BEGIN Supplied data
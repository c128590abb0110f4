use std::fmt;

use alloy::primitives::U256;
use serde::{ser::SerializeStruct, Serialize, Serializer};

use super::hex::{encode_hex, strip_hex_prefix};
use crate::error::Error;

/// An unsigned 256-bit integer.
pub type Uint256 = U256;

/// A 256-bit integer split into two 128-bit halves, such that `value = high * 2^128 + low`.
///
/// This is the shape in which constrained-arithmetic VMs exchange 256-bit words, since their
/// native field elements cannot hold a full word.
#[derive(Debug, Clone, Copy, Default, PartialEq, Eq, PartialOrd, Ord, Hash)]
pub struct LimbPair {
    /// The least significant 128 bits.
    pub low: u128,
    /// The most significant 128 bits.
    pub high: u128,
}

impl LimbPair {
    /// Creates a new limb pair.
    pub const fn new(low: u128, high: u128) -> Self {
        Self { low, high }
    }

    /// Recombines the limbs into a [`Uint256`].
    pub fn to_uint(self) -> Uint256 {
        limb_pair_to_uint(self.low, self.high)
    }
}

impl From<Uint256> for LimbPair {
    fn from(value: Uint256) -> Self {
        uint_to_limb_pair(value)
    }
}

impl From<LimbPair> for Uint256 {
    fn from(pair: LimbPair) -> Self {
        pair.to_uint()
    }
}

/// Limb pairs serialize as `{"low": "0x..", "high": "0x.."}`, the VM interchange shape.
impl Serialize for LimbPair {
    fn serialize<S: Serializer>(&self, serializer: S) -> Result<S::Ok, S::Error> {
        let mut pair = serializer.serialize_struct("LimbPair", 2)?;
        pair.serialize_field("low", &format!("{:#x}", self.low))?;
        pair.serialize_field("high", &format!("{:#x}", self.high))?;
        pair.end()
    }
}

impl fmt::Display for LimbPair {
    fn fmt(&self, f: &mut fmt::Formatter<'_>) -> fmt::Result {
        write!(f, "(low: {:#x}, high: {:#x})", self.low, self.high)
    }
}

/// Parses a hex string into a [`Uint256`].
///
/// The `0x` prefix is optional and the digit count may be odd. `0x` alone parses to zero.
/// Leading zeros are ignored, so the only width limit is the value itself: anything that needs
/// more than 256 bits is rejected.
///
/// ```
/// use mimir_common::codec::{hex_to_uint, Uint256};
///
/// assert_eq!(hex_to_uint("0xabde1").expect("should parse"), Uint256::from(0xabde1u64));
/// assert!(hex_to_uint("0xnot-hex").is_err());
/// ```
pub fn hex_to_uint(s: &str) -> Result<Uint256, Error> {
    let digits = strip_hex_prefix(s.trim());

    if !digits.bytes().all(|b| b.is_ascii_hexdigit()) {
        return Err(Error::malformed(s, "invalid hex digit"));
    }

    let significant = digits.trim_start_matches('0');
    if significant.is_empty() {
        return Ok(Uint256::ZERO);
    }
    if significant.len() > 64 {
        return Err(Error::malformed(s, "value exceeds 256 bits"));
    }

    Uint256::from_str_radix(significant, 16).map_err(|e| Error::malformed(s, e.to_string()))
}

/// Splits a [`Uint256`] into its (low, high) limb pair.
///
/// ```
/// use mimir_common::codec::{uint_to_limb_pair, Uint256};
///
/// let pair = uint_to_limb_pair(Uint256::from(1u8) << 128);
/// assert_eq!((pair.low, pair.high), (0, 1));
/// ```
pub fn uint_to_limb_pair(value: Uint256) -> LimbPair {
    let limbs = value.as_limbs();
    LimbPair {
        low: (limbs[0] as u128) | ((limbs[1] as u128) << 64),
        high: (limbs[2] as u128) | ((limbs[3] as u128) << 64),
    }
}

/// Recombines a (low, high) limb pair into a [`Uint256`]. Exact inverse of
/// [`uint_to_limb_pair`].
pub fn limb_pair_to_uint(low: u128, high: u128) -> Uint256 {
    Uint256::from_limbs([low as u64, (low >> 64) as u64, high as u64, (high >> 64) as u64])
}

/// Formats a [`Uint256`] as minimal, lowercase, `0x`-prefixed hex. Zero formats as `0x0`.
///
/// ```
/// use mimir_common::codec::{uint_to_hex, Uint256};
///
/// assert_eq!(uint_to_hex(Uint256::ZERO), "0x0");
/// assert_eq!(uint_to_hex(Uint256::from(0x0f4240u64)), "0xf4240");
/// ```
pub fn uint_to_hex(value: Uint256) -> String {
    let digits = encode_hex(&value.to_be_bytes::<32>());
    let trimmed = digits.trim_start_matches('0');

    if trimmed.is_empty() {
        String::from("0x0")
    } else {
        format!("0x{trimmed}")
    }
}

/// Normalizes an integer hex string to its minimal form.
///
/// ```
/// use mimir_common::codec::normalize_hex;
///
/// assert_eq!(normalize_hex("0x000a").expect("should parse"), "0xa");
/// assert_eq!(normalize_hex("0x00").expect("should parse"), "0x0");
/// ```
pub fn normalize_hex(s: &str) -> Result<String, Error> {
    hex_to_uint(s).map(uint_to_hex)
}
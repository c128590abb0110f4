//! The reference implementation: arkworks' BN254 G1.

use alloy::primitives::U256;
use ark_bn254::{Fq, Fr, G1Affine};
use ark_ec::{AffineRepr, CurveGroup};
use ark_ff::{BigInt, PrimeField};

use crate::{core::point::EcPoint, interfaces::Curve};

fn to_field(value: U256) -> Option<Fq> {
    Fq::from_bigint(BigInt::new(*value.as_limbs()))
}

fn from_field(value: Fq) -> U256 {
    U256::from_limbs(value.into_bigint().0)
}

fn from_affine(point: G1Affine) -> EcPoint {
    if point.infinity {
        EcPoint::INFINITY
    } else {
        EcPoint::new(from_field(point.x), from_field(point.y))
    }
}

/// The order of the curve's group of points.
pub fn group_order(curve: Curve) -> U256 {
    match curve {
        Curve::AltBn128 => U256::from_limbs(Fr::MODULUS.0),
    }
}

/// The curve's generator.
pub fn generator(curve: Curve) -> EcPoint {
    match curve {
        Curve::AltBn128 => from_affine(G1Affine::generator()),
    }
}

/// Multiplies `point` by `scalar`, with the precompile's semantics: the full 256-bit scalar
/// is used, and `(0, 0)` is the point at infinity. Returns `None` for coordinates outside the
/// field or points off the curve, which the precompile rejects.
pub fn ec_mul(curve: Curve, point: EcPoint, scalar: U256) -> Option<EcPoint> {
    match curve {
        Curve::AltBn128 => {
            let point = if point.is_infinity() {
                G1Affine::identity()
            } else {
                // the cofactor is one, so every point on the curve is in the group
                let affine = G1Affine::new_unchecked(to_field(point.x)?, to_field(point.y)?);
                if !affine.is_on_curve() {
                    return None;
                }
                affine
            };

            Some(from_affine(point.mul_bigint(scalar.as_limbs()).into_affine()))
        }
    }
}

#[cfg(test)]
mod tests {
    use alloy::primitives::uint;

    use super::*;

    const CURVE: Curve = Curve::AltBn128;

    #[test]
    fn test_generator_and_order() {
        assert_eq!(generator(CURVE), EcPoint::new(U256::from(1), U256::from(2)));
        assert_eq!(
            group_order(CURVE),
            uint!(0x30644e72e131a029b85045b68181585d2833e84879b9709143e1f593f0000001_U256)
        );
    }

    #[test]
    fn test_doubling() {
        let doubled = ec_mul(CURVE, generator(CURVE), U256::from(2)).expect("valid point");
        assert_eq!(
            doubled,
            EcPoint::new(
                uint!(0x030644e72e131a029b85045b68181585d97816a916871ca8d3c208c16d87cfd3_U256),
                uint!(0x15ed738c0e0a7c92e7845f96b2ae9c0a68a6a449e3538fc7ff3ebf7a5a18a2c4_U256),
            )
        );
    }

    #[test]
    fn test_infinity_cases() {
        let g = generator(CURVE);
        assert_eq!(ec_mul(CURVE, g, U256::ZERO), Some(EcPoint::INFINITY));
        assert_eq!(ec_mul(CURVE, g, group_order(CURVE)), Some(EcPoint::INFINITY));
        assert_eq!(ec_mul(CURVE, EcPoint::INFINITY, U256::from(9)), Some(EcPoint::INFINITY));
    }

    #[test]
    fn test_zero_scalar_gives_infinity_for_any_point() {
        for multiple in [2u64, 7, 0xdead_beef, u64::MAX] {
            let point = ec_mul(CURVE, generator(CURVE), U256::from(multiple)).expect("valid point");
            assert!(!point.is_infinity());
            assert_eq!(ec_mul(CURVE, point, U256::ZERO), Some(EcPoint::INFINITY));
        }

        let near_order = ec_mul(CURVE, generator(CURVE), group_order(CURVE) - U256::from(2))
            .expect("valid point");
        assert_eq!(ec_mul(CURVE, near_order, U256::ZERO), Some(EcPoint::INFINITY));
    }

    #[test]
    fn test_rejects_invalid_points() {
        assert_eq!(ec_mul(CURVE, EcPoint::new(U256::from(1), U256::from(3)), U256::from(1)), None);
        let outside = EcPoint::new(U256::MAX, U256::from(2));
        assert_eq!(ec_mul(CURVE, outside, U256::from(1)), None);
    }
}
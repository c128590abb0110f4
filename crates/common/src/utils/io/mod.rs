/// File system operations and utilities.
pub mod file;
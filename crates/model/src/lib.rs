//! The canonical data model for Ethereum primitives: blocks, transactions, accounts and
//! global state.
//!
//! Values are deserialized with `serde` from the nested hex mappings found in fixture files
//! (and returned by the VM under test), with width and presence checks on every field. Every
//! failure names the dotted path of the offending field. Parsing is pure: no I/O, and no
//! cross-field validation beyond widths and types.

/// Error types for the model.
pub mod error;

/// Accounts and contract storage.
pub mod account;
/// Blocks, block headers and withdrawals.
pub mod block;
/// Rendering model values back into raw mappings.
pub mod encode;
/// Reference fixtures.
pub mod fixtures;
/// Serde helpers for hex-encoded fields.
pub mod hex;
/// Deserializing model values out of raw, untyped mappings.
pub mod raw;
/// Decoding of block RLP.
pub mod rlp;
/// Global state snapshots.
pub mod state;
/// Legacy transactions.
pub mod transaction;

pub use account::{parse_account, Account, Storage};
pub use block::{parse_block, Block, BlockHeader, Withdrawal};
pub use encode::{Encode, Encoding};
pub use error::Error;
pub use raw::{from_raw, from_raw_at, RawResult};
pub use state::{parse_state, State};
pub use transaction::Transaction;
use std::{
    io::{ErrorKind, Read, Write},
    process::{Child, ChildStdin, Command, ExitStatus, Stdio},
    thread::{self, JoinHandle},
    time::{Duration, Instant},
};

use mimir_model::RawResult;
use serde_json::Value;
use tracing::{debug, trace, warn};

use crate::{
    core::{
        inputs::Inputs,
        invoker::{execution_failure, Invoker},
        program::Program,
    },
    error::Error,
};

const POLL_INTERVAL: Duration = Duration::from_millis(5);

/// Runs the VM under test as an external command.
///
/// Each invocation spawns `<command> <args...> <program>`, writes the inputs as one JSON
/// object in the VM-native encoding to its stdin, and reads the result as JSON from its
/// stdout. A non-zero exit status, or output that is not JSON, is an execution failure.
/// With a timeout set, the child is killed once it is exceeded.
#[derive(Debug, Clone)]
pub struct ProcessVm {
    command: String,
    args: Vec<String>,
    timeout: Option<Duration>,
}

impl ProcessVm {
    /// Creates a runner for `command`, with no extra arguments and no timeout.
    pub fn new(command: impl Into<String>) -> Self {
        Self { command: command.into(), args: Vec::new(), timeout: None }
    }

    /// Sets the arguments passed before the program identifier.
    pub fn with_args<S: Into<String>>(mut self, args: impl IntoIterator<Item = S>) -> Self {
        self.args = args.into_iter().map(Into::into).collect();
        self
    }

    /// Kills the child if it runs longer than `timeout`.
    pub fn with_timeout(mut self, timeout: Duration) -> Self {
        self.timeout = Some(timeout);
        self
    }

    /// The command this runner spawns.
    pub fn command(&self) -> &str {
        &self.command
    }
}

fn drain<R: Read + Send + 'static>(source: Option<R>) -> JoinHandle<std::io::Result<Vec<u8>>> {
    thread::spawn(move || {
        let mut buf = Vec::new();
        if let Some(mut source) = source {
            source.read_to_end(&mut buf)?;
        }
        Ok(buf)
    })
}

/// Writes the payload to the child's stdin and closes it.
fn feed(stdin: Option<ChildStdin>, payload: Vec<u8>) -> JoinHandle<std::io::Result<()>> {
    thread::spawn(move || match stdin {
        Some(mut stdin) => match stdin.write_all(&payload) {
            // the VM may exit without reading its input; its status tells the story
            Err(e) if e.kind() == ErrorKind::BrokenPipe => Ok(()),
            written => written,
        },
        None => Ok(()),
    })
}

/// Kills and reaps a child that is being given up on.
fn reap(child: &mut Child) {
    let _ = child.kill();
    if let Err(e) = child.wait() {
        warn!("failed to reap vm process: {e}");
    }
}

fn collect(handle: JoinHandle<std::io::Result<Vec<u8>>>) -> Result<Vec<u8>, String> {
    handle
        .join()
        .map_err(|_| "output reader panicked".to_string())?
        .map_err(|e| format!("failed to read output: {e}"))
}

impl ProcessVm {
    /// Waits for the child, killing it once the deadline passes. Returns `None` on timeout.
    fn wait(&self, child: &mut Child) -> std::io::Result<Option<ExitStatus>> {
        let Some(timeout) = self.timeout else {
            return child.wait().map(Some);
        };

        let deadline = Instant::now() + timeout;
        loop {
            if let Some(status) = child.try_wait()? {
                return Ok(Some(status));
            }
            if Instant::now() >= deadline {
                child.kill()?;
                child.wait()?;
                return Ok(None);
            }
            thread::sleep(POLL_INTERVAL);
        }
    }
}

impl Invoker for ProcessVm {
    fn invoke(&self, program: Program, inputs: &Inputs) -> Result<RawResult, Error> {
        let failure = |reason: String| execution_failure(program, inputs, reason);

        let payload = serde_json::to_vec(&inputs.to_native())
            .map_err(|e| failure(format!("failed to serialize inputs: {e}")))?;

        let mut child = Command::new(&self.command)
            .args(&self.args)
            .arg(program.identifier())
            .stdin(Stdio::piped())
            .stdout(Stdio::piped())
            .stderr(Stdio::piped())
            .spawn()
            .map_err(|e| failure(format!("failed to spawn command `{}`: {e}", self.command)))?;
        trace!(%program, command = %self.command, bytes = payload.len(), "spawned vm process");

        let stdout = drain(child.stdout.take());
        let stderr = drain(child.stderr.take());
        let stdin = feed(child.stdin.take(), payload);

        // the deadline runs while the inputs are still being written
        let status = match self.wait(&mut child) {
            Ok(status) => status,
            Err(e) => {
                reap(&mut child);
                return Err(failure(format!("failed waiting for process exit: {e}")));
            }
        };
        let Some(status) = status else {
            warn!(%program, command = %self.command, "vm process killed after timeout");
            return Err(Error::ExecutionTimeout {
                program,
                timeout: self.timeout.unwrap_or_default(),
            });
        };

        stdin
            .join()
            .map_err(|_| failure("input writer panicked".to_string()))?
            .map_err(|e| failure(format!("failed to write inputs: {e}")))?;
        let stdout = collect(stdout).map_err(&failure)?;
        let stderr = collect(stderr).map_err(&failure)?;

        if !status.success() {
            let stderr = String::from_utf8_lossy(&stderr).trim().to_string();
            return Err(failure(format!(
                "command exited with status {}{}",
                status.code().map_or_else(|| "signal".to_string(), |code| code.to_string()),
                if stderr.is_empty() { String::new() } else { format!("; stderr={stderr}") }
            )));
        }

        let result: Value = serde_json::from_slice(&stdout)
            .map_err(|e| failure(format!("invalid JSON response: {e}")))?;
        debug!(%program, command = %self.command, "vm process returned");
        Ok(result)
    }
}
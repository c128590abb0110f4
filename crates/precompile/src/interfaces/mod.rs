mod args;
mod config;

pub use args::*;
pub use config::*;
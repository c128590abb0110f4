//! Error types for the canonical model

use serde_path_to_error::{Path, Segment};

use crate::{hex::MALFORMED_HEX, raw::join};

/// Errors raised while building canonical model values from raw fixture data
#[derive(Debug, thiserror::Error)]
pub enum Error {
    /// A hex field could not be decoded at all.
    #[error("malformed hex at '{path}': {reason}")]
    MalformedHex {
        /// Dotted path of the offending field.
        path: String,
        /// The codec's complaint.
        reason: String,
    },

    /// The input does not match the expected shape or width.
    #[error("schema violation at '{path}': {reason}")]
    SchemaViolation {
        /// Dotted path of the offending field.
        path: String,
        /// What was expected, and what was found instead.
        reason: String,
    },

    /// An RLP payload could not be decoded into the model.
    #[error("invalid rlp at '{path}': {reason}")]
    InvalidRlp {
        /// Position inside the decoded structure.
        path: String,
        /// The decoder's complaint.
        reason: String,
    },
}

fn render(path: &Path) -> String {
    path.iter().fold(String::new(), |rendered, segment| match segment {
        Segment::Seq { index } => format!("{rendered}[{index}]"),
        Segment::Map { key } | Segment::Enum { variant: key } => join(&rendered, key),
        _ => join(&rendered, "?"),
    })
}

impl Error {
    pub(crate) fn rlp(path: &str, reason: impl std::fmt::Display) -> Self {
        Error::InvalidRlp { path: path.to_string(), reason: reason.to_string() }
    }

    /// Sorts a deserializer message into a model error at `path`. A missing field is reported
    /// at the field itself rather than at its parent.
    pub(crate) fn classify(path: &str, message: String) -> Self {
        if let Some(reason) = message.strip_prefix(MALFORMED_HEX) {
            return Error::MalformedHex { path: path.to_string(), reason: reason.to_string() };
        }

        match message.strip_prefix("missing field `").and_then(|rest| rest.strip_suffix('`')) {
            Some(field) => Error::SchemaViolation {
                path: join(path, field),
                reason: "missing required field".to_string(),
            },
            None => Error::SchemaViolation { path: path.to_string(), reason: message },
        }
    }

    pub(crate) fn deserialize(
        prefix: &str,
        error: serde_path_to_error::Error<serde_json::Error>,
    ) -> Self {
        let path = join(prefix, &render(error.path()));
        Self::classify(&path, error.into_inner().to_string())
    }
}

#[cfg(test)]
mod tests {
    use super::*;

    #[test]
    fn test_classify() {
        assert_eq!(
            Error::classify("transactions[1]", "missing field `gasPrice`".to_string()).to_string(),
            "schema violation at 'transactions[1].gasPrice': missing required field"
        );
        assert!(matches!(
            Error::classify("code", format!("{MALFORMED_HEX}malformed hex '0xzz': bad digit")),
            Error::MalformedHex { ref path, .. } if path == "code"
        ));
        assert_eq!(
            Error::classify("", "invalid type: null, expected a hex string".to_string())
                .to_string(),
            "schema violation at '': invalid type: null, expected a hex string"
        );
    }
}
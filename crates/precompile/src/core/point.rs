use std::fmt;

use alloy::primitives::U256;

/// An affine curve point as the precompile reads and writes it. The point at infinity is
/// `(0, 0)`.
#[derive(Debug, Clone, Copy, Default, PartialEq, Eq, Hash)]
pub struct EcPoint {
    /// x coordinate
    pub x: U256,
    /// y coordinate
    pub y: U256,
}

impl EcPoint {
    /// The point at infinity.
    pub const INFINITY: EcPoint = EcPoint { x: U256::ZERO, y: U256::ZERO };

    /// Creates a point from its coordinates.
    pub const fn new(x: U256, y: U256) -> Self {
        Self { x, y }
    }

    /// Returns true for the point at infinity.
    pub fn is_infinity(&self) -> bool {
        self.x.is_zero() && self.y.is_zero()
    }
}

impl fmt::Display for EcPoint {
    fn fmt(&self, f: &mut fmt::Formatter<'_>) -> fmt::Result {
        write!(f, "({:#x}, {:#x})", self.x, self.y)
    }
}
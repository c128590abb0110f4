//! The invocation boundary to the constrained-arithmetic EVM under test.
//!
//! The VM is an opaque collaborator: [`Invoker::invoke`] runs one named program on keyword
//! inputs and returns its raw result. This crate provides the boundary itself, a timeout
//! wrapper, a runner for an external VM process, and an in-process loopback VM that
//! answers every program the way the real VM does.

/// Program identifiers, inputs, the invocation boundary and its timeout wrapper
pub mod core;

/// Error types for the VM boundary
pub mod error;

/// VM backends: an external process and the in-process loopback
pub mod ext;

pub use crate::core::{
    inputs::{Input, Inputs},
    invoker::{execution_failure, Invoker},
    program::Program,
    timeout::TimedInvoker,
};
pub use error::Error;
pub use ext::{loopback::LoopbackVm, process::ProcessVm, Backend};
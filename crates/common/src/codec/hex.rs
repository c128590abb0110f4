use std::fmt::Write;

use crate::error::Error;

/// Removes a leading `0x` or `0X` from the given string, if present.
///
/// ```
/// use mimir_common::codec::strip_hex_prefix;
///
/// assert_eq!(strip_hex_prefix("0xabcd"), "abcd");
/// assert_eq!(strip_hex_prefix("abcd"), "abcd");
/// ```
pub fn strip_hex_prefix(s: &str) -> &str {
    s.strip_prefix("0x").or_else(|| s.strip_prefix("0X")).unwrap_or(s)
}

fn nibble(c: u8) -> Option<u8> {
    (c as char).to_digit(16).map(|d| d as u8)
}

/// Decodes a hex string into a vector of bytes. The `0x` prefix is optional, the digit count
/// must be even, and `0x` alone decodes to an empty byte string.
///
/// ```
/// use mimir_common::codec::decode_hex;
///
/// let result = decode_hex("0x48656c6c6f").expect("should decode hex");
/// assert_eq!(result, b"Hello".to_vec());
/// assert!(decode_hex("0x123").is_err());
/// ```
pub fn decode_hex(s: &str) -> Result<Vec<u8>, Error> {
    let digits = strip_hex_prefix(s.trim()).as_bytes();

    if digits.len() % 2 != 0 {
        return Err(Error::malformed(s, "odd number of hex digits"));
    }

    digits
        .chunks(2)
        .map(|pair| match (nibble(pair[0]), nibble(pair[1])) {
            (Some(hi), Some(lo)) => Ok((hi << 4) | lo),
            _ => Err(Error::malformed(s, "invalid hex digit")),
        })
        .collect()
}

/// Decodes a hex string into exactly `N` bytes.
///
/// ```
/// use mimir_common::codec::decode_hex_fixed;
///
/// let address: [u8; 2] = decode_hex_fixed("0xc0de").expect("should decode hex");
/// assert_eq!(address, [0xc0, 0xde]);
/// assert!(decode_hex_fixed::<2>("0xc0dec0de").is_err());
/// ```
pub fn decode_hex_fixed<const N: usize>(s: &str) -> Result<[u8; N], Error> {
    let bytes = decode_hex(s)?;
    <[u8; N]>::try_from(bytes.as_slice()).map_err(|_| {
        Error::malformed(s, format!("expected {N} bytes, found {}", bytes.len()))
    })
}

/// Encodes a slice of bytes into a lowercase hex string, without prefix.
///
/// ```
/// use mimir_common::codec::encode_hex;
///
/// assert_eq!(encode_hex(b"Hello"), "48656c6c6f");
/// ```
pub fn encode_hex(bytes: &[u8]) -> String {
    bytes.iter().fold(String::with_capacity(bytes.len() * 2), |mut acc, b| {
        let _ = write!(acc, "{b:02x}");
        acc
    })
}

/// Encodes a slice of bytes into a `0x`-prefixed lowercase hex string, the format fixtures use
/// for byte-valued fields.
///
/// ```
/// use mimir_common::codec::encode_prefixed;
///
/// assert_eq!(encode_prefixed(&[]), "0x");
/// assert_eq!(encode_prefixed(&[0x00, 0x0a]), "0x000a");
/// ```
pub fn encode_prefixed(bytes: &[u8]) -> String {
    format!("0x{}", encode_hex(bytes))
}

#[cfg(test)]
mod tests {
    use super::*;

    #[test]
    fn test_decode_hex_accepts_missing_prefix() {
        assert_eq!(decode_hex("c0de").expect("should decode"), vec![0xc0, 0xde]);
        assert_eq!(decode_hex("0XC0DE").expect("should decode"), vec![0xc0, 0xde]);
    }

    #[test]
    fn test_decode_hex_empty() {
        assert!(decode_hex("0x").expect("should decode").is_empty());
        assert!(decode_hex("").expect("should decode").is_empty());
    }

    #[test]
    fn test_decode_hex_rejects_invalid_digits() {
        // `from_str_radix` would happily accept a sign here
        assert!(matches!(decode_hex("0x+f"), Err(Error::MalformedHex { .. })));
        assert!(decode_hex("0xzz").is_err());
        assert!(decode_hex("0xé0").is_err());
    }

    #[test]
    fn test_decode_hex_fixed_reports_width() {
        let err = decode_hex_fixed::<20>("0xc0de").expect_err("should reject short input");
        assert_eq!(err.to_string(), "malformed hex '0xc0de': expected 20 bytes, found 2");
    }

    #[test]
    fn test_encode_decode_bytes() {
        let bytes: Vec<u8> = (0..=255).collect();
        assert_eq!(decode_hex(&encode_prefixed(&bytes)).expect("should decode"), bytes);
    }
}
END Supplied data
_Work item_
Check the entries above for the word "returned" and copy every line where it turns up.

_Answer area_
//! (and returned by the VM under test), with width and presence checks on every field. Every
        debug!(%program, command = %self.command, "vm process returned");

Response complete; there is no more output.